(Dataset entries)
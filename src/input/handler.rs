use crate::{input::events::MapEvent, prelude::HashMap};
use std::collections::VecDeque;

/// Event listener callback type
pub type EventCallback = Box<dyn Fn(&MapEvent) + Send + Sync>;

/// Event management system for the map
#[derive(Default)]
pub struct EventManager {
    /// Event listeners by event type
    listeners: HashMap<String, Vec<EventCallback>>,
    /// Event queue for processing
    event_queue: VecDeque<MapEvent>,
}

impl EventManager {
    pub fn new() -> Self {
        Self::default()
    }

    /// Register an event listener
    pub fn on<F>(&mut self, event_type: &str, callback: F)
    where
        F: Fn(&MapEvent) + Send + Sync + 'static,
    {
        self.listeners
            .entry(event_type.to_string())
            .or_default()
            .push(Box::new(callback));
    }

    /// Drop every listener registered for `event_type`
    pub fn off(&mut self, event_type: &str) {
        self.listeners.remove(event_type);
    }

    /// Emit an event to the queue
    pub fn emit(&mut self, event: MapEvent) {
        self.event_queue.push_back(event);
    }

    /// Process all queued events, returning them for the host to act on
    pub fn process_events(&mut self) -> Vec<MapEvent> {
        let events: Vec<_> = self.event_queue.drain(..).collect();

        for event in &events {
            if let Some(callbacks) = self.listeners.get(event.name()) {
                for callback in callbacks {
                    callback(event);
                }
            }
        }

        events
    }

    /// Clear all events from the queue
    pub fn clear_events(&mut self) {
        self.event_queue.clear();
    }

    /// Get number of pending events
    pub fn pending_events(&self) -> usize {
        self.event_queue.len()
    }
}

**PROBLEM STATEMENT**
Copy the entries above exactly, so that each line matches the original.

**RESPONSE AREA**
filename src/input/handler.rs
use crate::{input::events::MapEvent, prelude::HashMap};
use std::collections::VecDeque;

/// Event listener callback type
pub type EventCallback = Box<dyn Fn(&MapEvent) + Send + Sync>;

/// Event management system for the map
#[derive(Default)]
pub struct EventManager {
    /// Event listeners by event type
    listeners: HashMap<String, Vec<EventCallback>>,
    /// Event queue for processing
    event_queue: VecDeque<MapEvent>,
}

impl EventManager {
    pub fn new() -> Self {
        Self::default()
    }

    /// Register an event listener
    pub fn on<F>(&mut self, event_type: &str, callback: F)
    where
        F: Fn(&MapEvent) + Send + Sync + 'static,
    {
        self.listeners
            .entry(event_type.to_string())
            .or_default()
            .push(Box::new(callback));
    }

    /// Drop every listener registered for `event_type`
    pub fn off(&mut self, event_type: &str) {
        self.listeners.remove(event_type);
    }

    /// Emit an event to the queue
    pub fn emit(&mut self, event: MapEvent) {
        self.event_queue.push_back(event);
    }

    /// Process all queued events, returning them for the host to act on
    pub fn process_events(&mut self) -> Vec<MapEvent> {
        let events: Vec<_> = self.event_queue.drain(..).collect();

        for event in &events {
            if let Some(callbacks) = self.listeners.get(event.name()) {
                for callback in callbacks {
                    callback(event);
                }
            }
        }

        events
    }

    /// Clear all events from the queue
    pub fn clear_events(&mut self) {
        self.event_queue.clear();
    }

    /// Get number of pending events
    pub fn pending_events(&self) -> usize {
        self.event_queue.len()
    }
}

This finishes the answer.